● Exercise goal:
Find every line below that contains the word "html" and copy it out.

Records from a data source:
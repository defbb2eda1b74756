use seo_score::{analyze, analyze_with_options, CheckId, CheckStatus, Options};

const TITLE: &str = "Complete Guide to On-Page SEO Scoring for Small Websites";
const DESCRIPTION: &str = "Learn how titles, meta descriptions, headings, image alt text and canonical tags add up to an on-page SEO score you can act on today.";

/// Builds a page that passes every check, with `head_extra` and `body_extra`
/// spliced in.
fn page(head_extra: &str, body_extra: &str) -> String {
    let filler = "lorem ipsum dolor sit amet ".repeat(70);
    format!(
        r#"<!DOCTYPE html>
<html lang="en">
<head>
    <title>{TITLE}</title>
    <meta name="description" content="{DESCRIPTION}">
    <link rel="canonical" href="https://example.com/guide">
    {head_extra}
</head>
<body>
    <h1>On-Page SEO Scoring</h1>
    <h2>Why it matters</h2>
    <p>{filler}</p>
    <p>Good on-page seo starts with the title. Check your on-page seo often. Measure on-page seo.</p>
    <img src="/chart.png" alt="Chart of scores">
    {body_extra}
</body>
</html>"#
    )
}

fn missing_alt_images(n: usize) -> String {
    "<img src=\"/x.png\">".repeat(n)
}

#[test]
fn complete_page_scores_100() {
    let report = analyze(&page("", ""));

    assert_eq!(report.score.total, 100);
    assert_eq!(report.score.earned, 100);
    assert_eq!(report.score.possible, 100);
    assert!(report.score.recommendations().next().is_none());
    assert!(report.todo_list().is_empty());
}

#[test]
fn bare_page_scores_robots_and_images_only() {
    let report = analyze("<html><body><p>Hello</p></body></html>");

    // Indexable (5) and no images missing alt text (15).
    assert_eq!(report.score.total, 20);
    assert_eq!(report.score.recommendations().count(), 6);
}

#[test]
fn noindex_loses_robots_points() {
    let report = analyze(&page(r#"<meta name="robots" content="noindex, follow">"#, ""));

    assert_eq!(report.score.total, 95);
    let robots = report.score.check(CheckId::Robots).expect("robots check");
    assert_eq!(robots.status, CheckStatus::Fail);
    assert!(robots.recommendation.is_some());
}

#[test]
fn image_alt_points_are_graduated() {
    assert_eq!(analyze(&page("", &missing_alt_images(3))).score.total, 95);
    assert_eq!(analyze(&page("", &missing_alt_images(5))).score.total, 95);
    assert_eq!(analyze(&page("", &missing_alt_images(7))).score.total, 90);
    assert_eq!(analyze(&page("", &missing_alt_images(10))).score.total, 90);
    assert_eq!(analyze(&page("", &missing_alt_images(11))).score.total, 85);
}

#[test]
fn second_h1_only_partially_meets_heading_structure() {
    let report = analyze(&page("", "<h1>Another top heading</h1>"));

    let headings = report
        .score
        .check(CheckId::HeadingStructure)
        .expect("heading check");
    assert_eq!(headings.status, CheckStatus::Partial);
    assert_eq!(headings.earned, 2);
    assert_eq!(report.score.total, 97);

    // The H1 check itself still passes.
    let h1 = report.score.check(CheckId::H1).expect("h1 check");
    assert_eq!(h1.status, CheckStatus::Pass);
}

#[test]
fn short_description_earns_partial_points() {
    let html = page("", "").replace(DESCRIPTION, "Too short.");
    let report = analyze(&html);

    let check = report
        .score
        .check(CheckId::MetaDescription)
        .expect("description check");
    assert_eq!(check.status, CheckStatus::Partial);
    assert_eq!(check.earned, 10);
    assert_eq!(report.score.total, 90);
    assert!(check
        .recommendation
        .as_deref()
        .is_some_and(|r| r.starts_with("Expand")));
}

#[test]
fn long_title_fails_title_check() {
    let long_title = format!("{TITLE} - and a very long suffix");
    let report = analyze(&page("", "").replace(TITLE, &long_title));

    let check = report.score.check(CheckId::Title).expect("title check");
    assert_eq!(check.status, CheckStatus::Fail);
    assert!(check
        .recommendation
        .as_deref()
        .is_some_and(|r| r.starts_with("Shorten")));
    assert_eq!(report.score.total, 80);
}

#[test]
fn og_description_counts_as_meta_description() {
    let html = page("", "").replace(
        r#"<meta name="description""#,
        r#"<meta property="og:description""#,
    );
    let report = analyze(&html);

    assert_eq!(report.data.meta_description.as_deref(), Some(DESCRIPTION));
    assert_eq!(report.score.total, 100);
}

#[test]
fn custom_thresholds_change_the_outcome() {
    let options = Options {
        min_word_count: 1000,
        title_length: 10..=40,
        ..Options::default()
    };
    let report = analyze_with_options(&page("", ""), &options);

    assert_eq!(report.score.total, 70);
}

#[test]
fn focus_keyword_well_placed_keeps_full_score() {
    let options = Options {
        focus_keyword: Some("On-Page SEO".to_string()),
        ..Options::default()
    };
    let report = analyze_with_options(&page("", ""), &options);

    let focus = report.data.focus_keyword.as_ref().expect("focus keyword");
    assert_eq!(focus.keyword, "on-page seo");
    assert_eq!(focus.occurrences, 4);
    assert!(focus.in_title);
    assert!(focus.in_description);
    assert!(focus.in_h1);

    assert_eq!(report.score.possible, 110);
    assert_eq!(report.score.earned, 110);
    assert_eq!(report.score.total, 100);
}

#[test]
fn stuffed_focus_keyword_earns_nothing() {
    let options = Options {
        focus_keyword: Some("lorem ipsum".to_string()),
        ..Options::default()
    };
    let report = analyze_with_options(&page("", ""), &options);

    let check = report
        .score
        .check(CheckId::FocusKeyword)
        .expect("focus keyword check");
    assert_eq!(check.earned, 0);
    assert_eq!(check.status, CheckStatus::Fail);
    // 100 of 110 points.
    assert_eq!(report.score.total, 91);
}

#[test]
fn blank_focus_keyword_is_ignored() {
    let options = Options {
        focus_keyword: Some("   ".to_string()),
        ..Options::default()
    };
    let report = analyze_with_options(&page("", ""), &options);

    assert!(report.data.focus_keyword.is_none());
    assert!(report.score.check(CheckId::FocusKeyword).is_none());
    assert_eq!(report.score.possible, 100);
}

#[test]
fn checks_are_reported_in_fixed_order() {
    let report = analyze("<html></html>");
    let ids: Vec<CheckId> = report.score.checks.iter().map(|c| c.id).collect();

    assert_eq!(
        ids,
        vec![
            CheckId::Title,
            CheckId::MetaDescription,
            CheckId::H1,
            CheckId::WordCount,
            CheckId::ImageAlt,
            CheckId::Canonical,
            CheckId::Robots,
            CheckId::HeadingStructure,
        ]
    );
}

● Your solution:
        r#"<!DOCTYPE html>
<html lang="en">
</html>"#
    let report = analyze("<html><body><p>Hello</p></body></html>");
    let html = page("", "").replace(DESCRIPTION, "Too short.");
    let report = analyze(&html);
    let html = page("", "").replace(
    let report = analyze(&html);
    let report = analyze("<html></html>");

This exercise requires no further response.